Daniel McNeill to the Commissioners
Paris Sept. 15. 1778
On my Cruize in the Ship Genl. Mifflin of Boston, and on August the 22 Instant being about fifty Leagues West and North of the Island Oshant att 9 AM saw Three Sail of Vessells bearing ENE from us about five Leagues Distance Standing to the ENE, which I took to be Enemies by the Course they Steared. I gave them Chase, as soon as they found I was in Chase of them, they spoke each other, and one bore away before the wind. It being in the Western Board, the others Kept their wind and lay by for me to come down to them, which I endeavoured to do with all possible Dispatch and showed English Collours but as soon as they found I was a Ship off force, they hauled their wind and stood from me I still pursuing the largest which Kept before the wind, and att 2 PM brought her too. She proved to be a Brig from Guardelope bound to Bordeaux called the d’Isabelle Capt. Js. Dubray, of One hundred and Sixty Tons loaded with Sugar Coffee and Cotton, the Privatear by whom she was Captured was Called the Prince of Orange mounting Six Caridge Guns and Comanded by Philip Amy of Guarnsey—and that he was Captured by said Privatear on the Ninteenth of August and Six AM and retaken by me on the 23 Instant at 2 PM. which makes Eighty hours that she was in their possession by the Coppy of their Commission she was taken in Lattitude 46d:30m North and Longitude 5:00 West from London.

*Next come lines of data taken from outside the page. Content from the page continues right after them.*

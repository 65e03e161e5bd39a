// src/logging.rs
// =============================================================================
// Logging setup.
//
// Everything goes to stderr so that `--json` output on stdout stays clean.
// RUST_LOG wins when set; otherwise --verbose switches between the two
// built-in filters.
// =============================================================================

use tracing_subscriber::EnvFilter;

const QUIET_FILTER: &str = "warn";
const VERBOSE_FILTER: &str = "info,pdf_link_checker=debug";

pub fn init_logging(verbose: bool) {
    let default_filter = if verbose { VERBOSE_FILTER } else { QUIET_FILTER };
    let env_filter =
        EnvFilter::try_from_default_env().unwrap_or_else(|_| EnvFilter::new(default_filter));

    // try_init: a second call (e.g. from tests) leaves the first subscriber in place
    let _ = tracing_subscriber::fmt()
        .with_env_filter(env_filter)
        .with_writer(std::io::stderr)
        .with_target(false)
        .try_init();
}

I am likewise Informed that the former Owners intend to lay Claim to her.
Therefore beg your Honours to apply to the french Ministry, that said Vessell may be tryed according to the Laws of the Cuntry as Specifyed in my Commission, or that I may have liberty to proceed with her to America—or that I may have Liberty to dispose of her, leaving the Net Proceeds in good hands till it may be determined by Congress.1
I am Gentlemen your most Obedt very humble sert.
RC (PPAmP: Franklin Papers); docketed, not by JA: “Capt. McNeill Septr. 15. 1778.”